Recursos Humanos, la representación legal de las personas trabajadoras o un profesional laboralista pueden aclarar dudas sobre el convenio, la documentación o una posible negativa empresarial.
Y recuerda: necesitar tiempo para cuidar no te hace menos comprometida con tu trabajo. Tampoco tienes que demostrar que puedes con todo. Aprender cómo poner límites sin sentir culpa puede ser tan importante como presentar correctamente la solicitud.
A veces, parar no es alejarse de la vida que querías.
Es proteger lo que ahora necesita sostenerse.
Preguntas frecuentes sobre la excedencia por cuidado
¿Cuánto puede durar una excedencia por cuidado?
Puede durar hasta tres años por cada hijo. Para cuidar al cónyuge, a la pareja de hecho o a determinados familiares, el máximo general es de dos años, aunque el convenio colectivo puede ampliarlo.
¿Se cobra durante la excedencia?
No. Es un periodo no retribuido en el que el contrato de trabajo permanece suspendido.
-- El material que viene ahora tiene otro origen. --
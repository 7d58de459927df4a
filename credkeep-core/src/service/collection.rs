//! Collection resolver
//!
//! Binds a client to the collection it stores items in:
//!
//! 1. list the collections registered with the service;
//! 2. take the first whose object path ends with the configured name;
//! 3. otherwise create one labeled with that name, driving the creation
//!    prompt if the service asks for one;
//! 4. unlock the bound collection.
//!
//! The path suffix match is loose on purpose: the service exposes
//! collections by path segment, not by a canonical name. Two collections
//! sharing a suffix (`work` and `homework`) resolve to whichever the
//! service lists first.

use std::collections::BTreeMap;
use std::sync::Arc;

use tracing::{debug, info, instrument, warn};

use crate::error::{SecretError, SecretResult};
use crate::tracing::span_names::COLLECTION_RESOLVE;
use crate::transport::{ObjectPath, RemoteObject, ReplyReader, Transport, Value};

use super::prompt::PromptCoordinator;
use super::{Reply, SS_COLLECTION_LABEL, SS_DBUS_PATH, SS_SERVICE_INTERFACE};

/// A resolved collection
#[derive(Debug, Clone, PartialEq, Eq)]
pub struct CollectionHandle {
    name: String,
    path: ObjectPath,
}

impl CollectionHandle {
    /// The configured name the collection was resolved from
    #[must_use]
    pub fn name(&self) -> &str {
        &self.name
    }

    /// The collection's object path
    #[must_use]
    pub const fn path(&self) -> &ObjectPath {
        &self.path
    }
}

/// Finds or creates collections by name
#[derive(Debug, Clone)]
pub struct CollectionResolver {
    service: RemoteObject,
    prompts: PromptCoordinator,
}

impl CollectionResolver {
    /// Creates a resolver that routes prompts through `prompts`
    #[must_use]
    pub fn new(transport: Arc<dyn Transport>, prompts: PromptCoordinator) -> Self {
        Self {
            service: RemoteObject::new(
                transport,
                ObjectPath::new(SS_DBUS_PATH),
                SS_SERVICE_INTERFACE,
            ),
            prompts,
        }
    }

    /// Resolves `name` to an unlocked collection
    ///
    /// # Errors
    /// Returns `SecretError::CollectionUnavailable` if no collection matches
    /// and creation yields none (including a dismissed creation prompt),
    /// `SecretError::UserCancelled` if the unlock prompt is dismissed, and
    /// propagates transport and protocol failures unchanged.
    #[instrument(name = COLLECTION_RESOLVE, skip(self))]
    pub async fn resolve(&self, name: &str) -> SecretResult<CollectionHandle> {
        let path = match self.find(name).await? {
            Some(path) => {
                debug!(collection = %path, "Found existing collection");
                path
            }
            None => self.create(name).await?,
        };
        self.unlock(&path).await?;

        Ok(CollectionHandle {
            name: name.to_string(),
            path,
        })
    }

    async fn find(&self, name: &str) -> SecretResult<Option<ObjectPath>> {
        let collections = self.service.get("Collections").await?.into_paths()?;
        debug!(count = collections.len(), "Listed collections");
        Ok(collections.into_iter().find(|c| c.ends_with(name)))
    }

    async fn create(&self, name: &str) -> SecretResult<ObjectPath> {
        let mut properties = BTreeMap::new();
        properties.insert(
            SS_COLLECTION_LABEL.to_string(),
            Value::Str(name.to_string()),
        );
        let reply = self
            .service
            .call(
                "CreateCollection",
                vec![Value::Properties(properties), Value::Str(String::new())],
            )
            .await?;
        let mut reader = ReplyReader::new("CreateCollection", reply);
        let collection = reader.next()?.into_path()?;
        let prompt = reader.next()?.into_path()?;

        let created = match Reply::from_pair(collection, prompt) {
            Reply::Direct(path) => path,
            Reply::NeedsPrompt(prompt) => match self.prompts.drive(&prompt).await {
                Ok(Some(result)) => result.into_path().unwrap_or_else(|e| {
                    warn!(error = %e, "Collection prompt returned no path");
                    ObjectPath::none()
                }),
                Ok(None) => ObjectPath::none(),
                Err(SecretError::UserCancelled) => {
                    warn!(collection = name, "Collection creation prompt dismissed");
                    return Err(SecretError::CollectionUnavailable(name.to_string()));
                }
                Err(e) => return Err(e),
            },
        };

        if created.is_none() {
            return Err(SecretError::CollectionUnavailable(name.to_string()));
        }
        info!(collection = %created, "Created collection");
        Ok(created)
    }

    async fn unlock(&self, path: &ObjectPath) -> SecretResult<()> {
        let reply = self
            .service
            .call("Unlock", vec![Value::Paths(vec![path.clone()])])
            .await?;
        let mut reader = ReplyReader::new("Unlock", reply);
        let unlocked = reader.next()?.into_paths()?;
        let prompt = reader.next()?.into_path()?;

        match Reply::from_pair(path.clone(), prompt) {
            Reply::NeedsPrompt(prompt) => {
                debug!(collection = %path, "Unlock needs a prompt");
                self.prompts.drive(&prompt).await?;
            }
            Reply::Direct(_) if !unlocked.contains(path) => {
                warn!(collection = %path, "Service left the collection locked");
            }
            Reply::Direct(_) => {}
        }
        Ok(())
    }
}
//! `credkeep` Core Library
//!
//! A client for the freedesktop Secret Service that stores username/secret
//! records in a named collection.
//!
//! # Crate Structure
//!
//! - [`client`] - [`SecretServiceClient`], bound to one session and one collection
//! - [`models`] - [`Credential`] records and attribute searches
//! - [`service`] - the protocol engine (sessions, collections, prompts, items)
//! - [`transport`] - the [`Transport`] seam the engine talks through
//! - [`config`] - [`ClientConfig`] and TOML loading
//! - [`tracing`] - optional subscriber setup
//! - [`testing`] - an in-memory Secret Service for tests
//!
//! # Feature Flags
//!
//! - `dbus` - [`DbusTransport`] over the user's session bus
//! - `vendored` - build libdbus from source

// Enable missing_docs warning for public API documentation
#![warn(missing_docs)]

pub mod client;
pub mod config;
pub mod error;
pub mod models;
pub mod service;
pub mod testing;
pub mod tracing;
pub mod transport;

pub use client::SecretServiceClient;
pub use config::ClientConfig;
pub use error::{SecretError, SecretResult};
pub use models::{Credential, DEFAULT_COLLECTION, SearchAttributes, schema_for};
pub use service::Reply;
pub use service::collection::CollectionHandle;
pub use service::prompt::{PromptCompletion, PromptCoordinator, PromptState};
pub use self::tracing::{TracingConfig, TracingLevel, TracingOutput, init_tracing};
#[cfg(feature = "dbus")]
pub use transport::DbusTransport;
pub use transport::{ObjectPath, RemoteObject, Transport, Unsubscribe, Value};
¿La empresa puede negarse a concederla?
Si se cumplen los requisitos legales, se trata de un derecho de la persona trabajadora. La empresa puede limitar el disfrute simultáneo de dos solicitudes por la misma persona cuidada, pero debe justificarlo por escrito y proponer una alternativa.
¿Tengo derecho a recuperar mi mismo puesto?
Durante el primer año se reserva el mismo puesto. Después, el derecho se refiere a un puesto del mismo grupo profesional o de una categoría equivalente, con algunas ampliaciones previstas legalmente.
¿Puedo pedir la excedencia solo durante unos meses?
Sí. Puede disfrutarse de forma fraccionada, siempre que se respeten los límites de duración y las condiciones establecidas en el convenio aplicable.